Werkzeuge für die Internationalisierung:
- Unicode-Bibliotheken für Zeichenkodierung
- I18n-Frameworks für verschiedene Programmiersprachen
- Pseudo-Lokalisierungs-Testtools
- Bibliotheken zur Unterstützung bidirektionaler Texte
- Format-Erkennungs- und Konvertierungstools
Werkzeuge für die Lokalisierung:
- Translation-Management-Systeme (TMS)
- Computer-Aided-Translation (CAT) Tools
- Maschinelle Übersetzung mit menschlicher Nachbearbeitung
- Terminologiedatenbanken und Glossare
- Testsuites zur Qualitätssicherung bei der Lokalisierung
Diese Technologien helfen, die globale Produktentwicklung zu optimieren und die Komplexität bei der Verwaltung mehrerer Sprachversionen zu reduzieren.
Zukunftsperspektiven
Mehrere Trends prägen die Entwicklung von I18n und L10n:
- KI-gestützte Übersetzung: Maschinelle Übersetzung wird für bestimmte Inhaltstypen zunehmend praktikabel
- Kontinuierliche Lokalisierung: Automatisierte Workflows, die Inhalte lokalisieren, sobald sie erstellt werden
- Hyperlokalisierung: Präzisere Marktzielausrichtung über die Sprache hinaus
- Nutzerbasierte Übersetzung: Gemeinschaftliche Beteiligung an Lokalisierungsprojekten
- Sprach- und multimodale Schnittstellen: Stellen neue Herausforderungen für die Internationalisierung dar
Für Unternehmen, die über Grenzen hinweg expandieren, müssen Internationalisierung und Lokalisierung in standardmäßige Entwicklungspraktiken integriert werden.

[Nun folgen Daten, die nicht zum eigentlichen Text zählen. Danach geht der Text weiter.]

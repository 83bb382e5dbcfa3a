use hval_parse::{Cursor, Parser, ParserExt, token};
use hval_utils::collections::Interner;
use hval_utils::macros::error::static_str_error;
use hval_utils::str::ascii_lowercase_smolstr;
use smol_str::SmolStr;
use std::fmt;
use std::sync::Arc;

use crate::util::is_token;

static_str_error! {
    /// The header name is not a token.
    pub struct InvalidHeaderName = "invalid header name";
}

/// A header field name, stored in its canonical lowercase form.
///
/// Used where header names appear inside header values,
/// e.g. in `Vary`, `Connection` or the `no-cache="..."` directive.
///
/// ```
/// use hval_headers::value::HeaderName;
///
/// let a: HeaderName = "Accept".parse().unwrap();
/// let b: HeaderName = "accept".parse().unwrap();
/// assert_eq!(a, b);
/// assert_eq!(a.as_str(), "accept");
/// ```
#[derive(Debug, Clone, PartialEq, Eq, Hash, PartialOrd, Ord)]
pub struct HeaderName(SmolStr);

impl HeaderName {
    /// Create a header name, lowercasing it.
    pub fn try_new(name: &str) -> Result<Self, InvalidHeaderName> {
        if is_token(name) {
            Ok(Self(ascii_lowercase_smolstr(name)))
        } else {
            Err(InvalidHeaderName)
        }
    }

    /// The lowercase header name.
    #[must_use]
    pub fn as_str(&self) -> &str {
        &self.0
    }

    /// Returns the canonical shared instance of this header name.
    pub fn intern(self, interner: &Interner<Self>) -> Arc<Self> {
        interner.intern_arc(Arc::new(self))
    }
}

impl crate::Grammar for HeaderName {
    fn parse_from(cursor: &mut Cursor<'_>) -> Option<Self> {
        token.map(|name| Self(ascii_lowercase_smolstr(name))).parse(cursor)
    }
}

impl fmt::Display for HeaderName {
    fn fmt(&self, f: &mut fmt::Formatter<'_>) -> fmt::Result {
        f.write_str(&self.0)
    }
}

impl AsRef<str> for HeaderName {
    fn as_ref(&self) -> &str {
        &self.0
    }
}

impl_str_codec!(HeaderName);

#[cfg(feature = "http")]
impl From<&::http::HeaderName> for HeaderName {
    fn from(name: &::http::HeaderName) -> Self {
        // http keeps header names lowercase already
        Self(SmolStr::new(name.as_str()))
    }
}

#[cfg(feature = "http")]
impl TryFrom<&HeaderName> for ::http::HeaderName {
    type Error = ::http::header::InvalidHeaderName;

    fn try_from(name: &HeaderName) -> Result<Self, Self::Error> {
        Self::from_bytes(name.as_str().as_bytes())
    }
}

#[cfg(test)]
mod tests {
    use super::*;

    #[test]
    fn test_header_name_case() {
        let name: HeaderName = "X-Request-ID".parse().unwrap();
        assert_eq!(name.to_string(), "x-request-id");
        assert_eq!(name, HeaderName::try_new("x-request-id").unwrap());
        assert_eq!(HeaderName::try_new("bad name"), Err(InvalidHeaderName));
        assert!("".parse::<HeaderName>().is_err());
    }

    #[test]
    fn test_intern_header_name() {
        let interner = Interner::new();
        let a = "Accept".parse::<HeaderName>().unwrap().intern(&interner);
        let b = "accept".parse::<HeaderName>().unwrap().intern(&interner);
        assert!(Arc::ptr_eq(&a, &b));
        assert_eq!(interner.len(), 1);
        assert!(interner.contains(&HeaderName::try_new("ACCEPT").unwrap()));
    }

    #[cfg(feature = "http")]
    #[test]
    fn test_http_header_name_conversion() {
        let name = HeaderName::from(&::http::header::CONTENT_TYPE);
        assert_eq!(name.as_str(), "content-type");
        let back = ::http::HeaderName::try_from(&name).unwrap();
        assert_eq!(back, ::http::header::CONTENT_TYPE);
    }
}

Die Beziehung zwischen diesen Prozessen bleibt symbiotisch – Internationalisierung schafft die technische Grundlage, die Lokalisierung ermöglicht, während Lokalisierung internationalisierte Produkte in jedem Zielmarkt zum Leben erweckt. Unternehmen, die global erfolgreich sind, investieren strategisch in beide Bereiche.
Häufige Fragen zu Lokalisierung vs. Internationalisierung
Wird Internationalisierung vor oder nach der Lokalisierung durchgeführt?

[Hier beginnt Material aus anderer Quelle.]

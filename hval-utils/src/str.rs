//! String utilities.

use smol_str::SmolStr;

/// Returns the input as a [`SmolStr`] with every ASCII
/// uppercase letter mapped to lowercase.
///
/// Non-ASCII characters are kept as-is, which is what HTTP
/// wants for case-insensitive tokens.
#[must_use]
pub fn ascii_lowercase_smolstr(s: &str) -> SmolStr {
    if !s.bytes().any(|b| b.is_ascii_uppercase()) {
        return SmolStr::new(s);
    }
    SmolStr::from(s.to_ascii_lowercase())
}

Internationalisierung erfolgt vor der Lokalisierung. Sie bereitet das Produkt auf die Lokalisierung vor, indem es anpassungsfähig für verschiedene Sprachen und Regionen gemacht wird.
Kann man lokalisieren, ohne zuerst zu internationalisieren?

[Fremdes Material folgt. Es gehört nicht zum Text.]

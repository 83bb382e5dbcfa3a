// > Trimmed fork of <https://github.com/cloudhead/non_empty_vec>.

use std::iter;
use std::vec;

/// Like the `vec!` macro, but enforces at least one argument. A nice short-hand
/// for constructing [`NonEmptyVec`] values.
///
/// ```
/// use hval_utils::collections::{NonEmptyVec, non_empty_vec};
///
/// let v = non_empty_vec![1, 2, 3];
/// assert_eq!(v, NonEmptyVec { head: 1, tail: vec![2, 3]});
///
/// let v = non_empty_vec![1];
/// assert_eq!(v, NonEmptyVec::new(1));
///
/// // Doesn't compile!
/// // let v = non_empty_vec![];
/// ```
#[macro_export]
#[doc(hidden)]
macro_rules! __non_empty_vec {
    ($h:expr, $( $x:expr ),* $(,)?) => {{
        let tail = $crate::collections::__macro_support::vec![$($x),*];
        $crate::collections::NonEmptyVec { head: $h, tail }
    }};
    ($h:expr) => {
        $crate::collections::NonEmptyVec {
            head: $h,
            tail: $crate::collections::__macro_support::vec![],
        }
    };
}

/// A Non-empty growable vector.
///
/// HTTP list headers (`1#element`) are never empty once parsed:
/// the list combinator of `hval-parse` fails rather than producing
/// an empty result, and this type carries that guarantee along.
///
/// Consider that unlike `Vec`, [`NonEmptyVec::first`] and [`NonEmptyVec::last`] don't
/// return in `Option`, they always succeed.
///
/// # Caveats
///
/// Since `NonEmptyVec` must have a least one element, it is not possible to
/// implement the [`FromIterator`] trait for it. Use [`NonEmptyVec::collect`] instead.
#[derive(Clone, Debug, PartialEq, Eq, Hash)]
pub struct NonEmptyVec<T> {
    pub head: T,
    pub tail: Vec<T>,
}

/// Iterator for [`NonEmptyVec`].
#[derive(Debug)]
pub struct NonEmptyVecIter<'a, T> {
    head: Option<&'a T>,
    tail: &'a [T],
}

impl<'a, T> Iterator for NonEmptyVecIter<'a, T> {
    type Item = &'a T;

    fn next(&mut self) -> Option<Self::Item> {
        if let Some(value) = self.head.take() {
            Some(value)
        } else if let Some((first, rest)) = self.tail.split_first() {
            self.tail = rest;
            Some(first)
        } else {
            None
        }
    }

    fn size_hint(&self) -> (usize, Option<usize>) {
        let n = self.len();
        (n, Some(n))
    }
}

impl<T> ExactSizeIterator for NonEmptyVecIter<'_, T> {
    fn len(&self) -> usize {
        self.tail.len() + usize::from(self.head.is_some())
    }
}

impl<T> iter::FusedIterator for NonEmptyVecIter<'_, T> {}

impl<T> Clone for NonEmptyVecIter<'_, T> {
    fn clone(&self) -> Self {
        Self {
            head: self.head,
            tail: self.tail,
        }
    }
}

impl<T> NonEmptyVec<T> {
    /// Create a new non-empty list with an initial element.
    pub const fn new(head: T) -> Self {
        Self {
            head,
            tail: Vec::new(),
        }
    }

    /// Attempt to convert an iterator into a `NonEmptyVec` vector.
    /// Returns `None` if the iterator was empty.
    pub fn collect<I>(iter: I) -> Option<Self>
    where
        I: IntoIterator<Item = T>,
    {
        let mut iter = iter.into_iter();
        let head = iter.next()?;
        Some(Self {
            head,
            tail: iter.collect(),
        })
    }

    /// Always returns false.
    pub const fn is_empty(&self) -> bool {
        false
    }

    /// Get the length of the list.
    pub fn len(&self) -> usize {
        self.tail.len() + 1
    }

    /// Get the first element. Never fails.
    pub const fn first(&self) -> &T {
        &self.head
    }

    /// Get the last element. Never fails.
    pub fn last(&self) -> &T {
        self.tail.last().unwrap_or(&self.head)
    }

    /// Push an element to the end of the list.
    pub fn push(&mut self, e: T) {
        self.tail.push(e)
    }

    /// Get an element by index.
    pub fn get(&self, index: usize) -> Option<&T> {
        match index.checked_sub(1) {
            None => Some(&self.head),
            Some(index) => self.tail.get(index),
        }
    }

    /// Check whether an element is contained in the list.
    pub fn contains(&self, x: &T) -> bool
    where
        T: PartialEq,
    {
        self.iter().any(|e| e == x)
    }

    /// Iterate over the elements, head first.
    ///
    /// ```
    /// use hval_utils::collections::non_empty_vec;
    ///
    /// let l = non_empty_vec![42, 36, 58];
    /// let mut l_iter = l.iter();
    ///
    /// assert_eq!(l_iter.len(), 3);
    /// assert_eq!(l_iter.next(), Some(&42));
    /// assert_eq!(l_iter.next(), Some(&36));
    /// assert_eq!(l_iter.next(), Some(&58));
    /// assert_eq!(l_iter.next(), None);
    /// ```
    pub fn iter(&self) -> NonEmptyVecIter<'_, T> {
        NonEmptyVecIter {
            head: Some(&self.head),
            tail: &self.tail,
        }
    }

    /// Extend the list with all elements of the given iterator.
    pub fn extend<I>(&mut self, iter: I)
    where
        I: IntoIterator<Item = T>,
    {
        self.tail.extend(iter)
    }

    /// Apply a function to every element, keeping the non-empty guarantee.
    pub fn map<U, F>(self, mut f: F) -> NonEmptyVec<U>
    where
        F: FnMut(T) -> U,
    {
        NonEmptyVec {
            head: f(self.head),
            tail: self.tail.into_iter().map(f).collect(),
        }
    }

    /// Sort the elements with a key extraction function, keeping the
    /// relative order of equal elements.
    #[must_use]
    pub fn sorted_by_key<K, F>(self, f: F) -> Self
    where
        F: FnMut(&T) -> K,
        K: Ord,
    {
        let mut values = self.into_vec();
        values.sort_by_key(f);
        // never empty: into_vec yields at least the head
        let head = values.remove(0);
        Self { head, tail: values }
    }

    /// A structure preserving, fallible mapping function.
    pub fn try_map<E, U, F>(self, mut f: F) -> Result<NonEmptyVec<U>, E>
    where
        F: FnMut(T) -> Result<U, E>,
    {
        Ok(NonEmptyVec {
            head: f(self.head)?,
            tail: self.tail.into_iter().map(f).collect::<Result<_, _>>()?,
        })
    }

    /// Turn the list into a regular (non-empty) [`Vec`].
    pub fn into_vec(self) -> Vec<T> {
        let mut v = Vec::with_capacity(self.len());
        v.push(self.head);
        v.extend(self.tail);
        v
    }
}

impl<T> From<NonEmptyVec<T>> for Vec<T> {
    fn from(value: NonEmptyVec<T>) -> Self {
        value.into_vec()
    }
}

/// Error returned when trying to convert an empty [`Vec`] into a [`NonEmptyVec`].
#[derive(Debug, Clone, Copy, PartialEq, Eq)]
pub struct NonEmptyVecEmptyError;

impl std::fmt::Display for NonEmptyVecEmptyError {
    fn fmt(&self, f: &mut std::fmt::Formatter<'_>) -> std::fmt::Result {
        f.write_str("NonEmptyVec: empty vec")
    }
}

impl std::error::Error for NonEmptyVecEmptyError {}

impl<T> TryFrom<Vec<T>> for NonEmptyVec<T> {
    type Error = NonEmptyVecEmptyError;

    fn try_from(value: Vec<T>) -> Result<Self, Self::Error> {
        Self::collect(value).ok_or(NonEmptyVecEmptyError)
    }
}

impl<'a, T> IntoIterator for &'a NonEmptyVec<T> {
    type Item = &'a T;
    type IntoIter = NonEmptyVecIter<'a, T>;

    fn into_iter(self) -> Self::IntoIter {
        self.iter()
    }
}

impl<T> IntoIterator for NonEmptyVec<T> {
    type Item = T;
    type IntoIter = iter::Chain<iter::Once<T>, vec::IntoIter<T>>;

    fn into_iter(self) -> Self::IntoIter {
        iter::once(self.head).chain(self.tail)
    }
}

#[cfg(test)]
mod tests {
    use super::*;
    use crate::collections::non_empty_vec;

    #[test]
    fn test_collect_and_len() {
        assert!(NonEmptyVec::<u8>::collect(Vec::new()).is_none());

        let v = NonEmptyVec::collect([1, 2, 3]).unwrap();
        assert_eq!(v.len(), 3);
        assert_eq!(*v.first(), 1);
        assert_eq!(*v.last(), 3);
        assert!(!v.is_empty());
    }

    #[test]
    fn test_get() {
        let v = non_empty_vec!["gzip", "br"];
        assert_eq!(v.get(0), Some(&"gzip"));
        assert_eq!(v.get(1), Some(&"br"));
        assert_eq!(v.get(2), None);
    }

    #[test]
    fn test_try_from_vec() {
        assert_eq!(
            NonEmptyVec::<u8>::try_from(vec![]),
            Err(NonEmptyVecEmptyError)
        );
        assert_eq!(
            NonEmptyVec::try_from(vec![7, 8]).unwrap(),
            non_empty_vec![7, 8]
        );
    }

    #[test]
    fn test_sorted_by_key_is_stable() {
        let v = non_empty_vec![(1, 'a'), (0, 'b'), (1, 'c'), (0, 'd')];
        let sorted = v.sorted_by_key(|(k, _)| *k);
        assert_eq!(
            sorted.into_vec(),
            vec![(0, 'b'), (0, 'd'), (1, 'a'), (1, 'c')]
        );
    }

    #[test]
    fn test_iter_owned_and_borrowed() {
        let v = non_empty_vec![1, 2, 3];
        let borrowed: Vec<_> = (&v).into_iter().copied().collect();
        let owned: Vec<_> = v.into_iter().collect();
        assert_eq!(borrowed, owned);
    }

    #[test]
    fn test_try_map() {
        let v = non_empty_vec!["1", "2"];
        let parsed = v.clone().try_map(str::parse::<u8>).unwrap();
        assert_eq!(parsed, non_empty_vec![1, 2]);

        let bad = non_empty_vec!["1", "x"];
        assert!(bad.try_map(str::parse::<u8>).is_err());
    }
}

Technisch ja, aber es ist äußerst ineffizient. Ohne Internationalisierung wird jede Lokalisierung zu einem individuellen Entwicklungsprojekt anstatt zu einem Prozess der Inhaltsanpassung.
Was ist der Unterschied zwischen I18n und L10n?
I18n (Internationalisierung) macht Produkte anpassungsfähig für verschiedene Märkte, während L10n (Lokalisierung) sie tatsächlich für bestimmte Märkte anpasst. I18n ist vorbereitend; L10n ist die Umsetzung.
Benötigen alle Produkte sowohl Internationalisierung als auch Lokalisierung?
Jedes Produkt, das für den globalen Einsatz bestimmt ist, sollte internationalisiert werden. Ob es eine Lokalisierung benötigt, hängt von den spezifischen Märkten ab, die angesprochen werden sollen, und wie unterschiedlich diese vom Heimatmarkt sind.
Wie misst man erfolgreiche Internationalisierung?
Erfolgreiche Internationalisierung wird daran gemessen, wie effizient neue Sprachen und Märkte hinzugefügt werden können, ohne Code-Änderungen oder Neugestaltungen zu erfordern.